WORKING DATA
//! JSON document pick store.
//!
//! The whole store is one JSON object mapping pick id to record. Each save
//! reads the document, applies the write-once rule and writes it back via a
//! temporary file and rename.

use std::collections::BTreeMap;
use std::io::ErrorKind;
use std::path::{Path, PathBuf};

use tokio::sync::Mutex;

use super::write_once;
use crate::adapter::atomic::replace_file;
use crate::domain::{Pick, PickId};
use crate::error::{Result, StoreError};
use crate::port::{PickStore, WriteOutcome};

/// File-backed pick store.
#[derive(Debug)]
pub struct JsonFileStore {
    path: PathBuf,
    // Serializes read-modify-write cycles within this process.
    lock: Mutex<()>,
}

impl JsonFileStore {
    pub fn new(path: impl Into<PathBuf>) -> Self {
        Self {
            path: path.into(),
            lock: Mutex::new(()),
        }
    }

    #[must_use]
    pub fn path(&self) -> &Path {
        &self.path
    }

    fn display_path(&self) -> String {
        self.path.display().to_string()
    }

    async fn read_document(&self) -> Result<BTreeMap<PickId, Pick>> {
        let bytes = match tokio::fs::read(&self.path).await {
            Ok(bytes) => bytes,
            Err(e) if e.kind() == ErrorKind::NotFound => return Ok(BTreeMap::new()),
            Err(source) => {
                return Err(StoreError::Read {
                    path: self.display_path(),
                    source,
                }
                .into())
            }
        };
        if bytes.iter().all(u8::is_ascii_whitespace) {
            return Ok(BTreeMap::new());
        }
        serde_json::from_slice(&bytes).map_err(|source| {
            StoreError::Corrupt {
                path: self.display_path(),
                source,
            }
            .into()
        })
    }

    async fn write_document(&self, picks: &BTreeMap<PickId, Pick>) -> Result<()> {
        let json = serde_json::to_vec_pretty(picks)?;
        replace_file(&self.path, &json)
            .await
            .map_err(|source| StoreError::Write {
                path: self.display_path(),
                source,
            })?;
        Ok(())
    }
}

impl PickStore for JsonFileStore {
    async fn save_pick(&self, pick: &Pick) -> Result<WriteOutcome> {
        let _guard = self.lock.lock().await;
        let mut picks = self.read_document().await?;
        let outcome = write_once(&mut picks, pick);
        if outcome != WriteOutcome::Unchanged {
            self.write_document(&picks).await?;
        }
        Ok(outcome)
    }

    async fn get_pick(&self, id: &PickId) -> Result<Option<Pick>> {
        let _guard = self.lock.lock().await;
        Ok(self.read_document().await?.remove(id))
    }

    async fn list_picks(&self) -> Result<Vec<Pick>> {
        let _guard = self.lock.lock().await;
        Ok(self.read_document().await?.into_values().collect())
    }
}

YOUR OBJECTIVE
State the number of lines in these entries where the word "return" occurs, without any other words.

ANSWER SPACE
3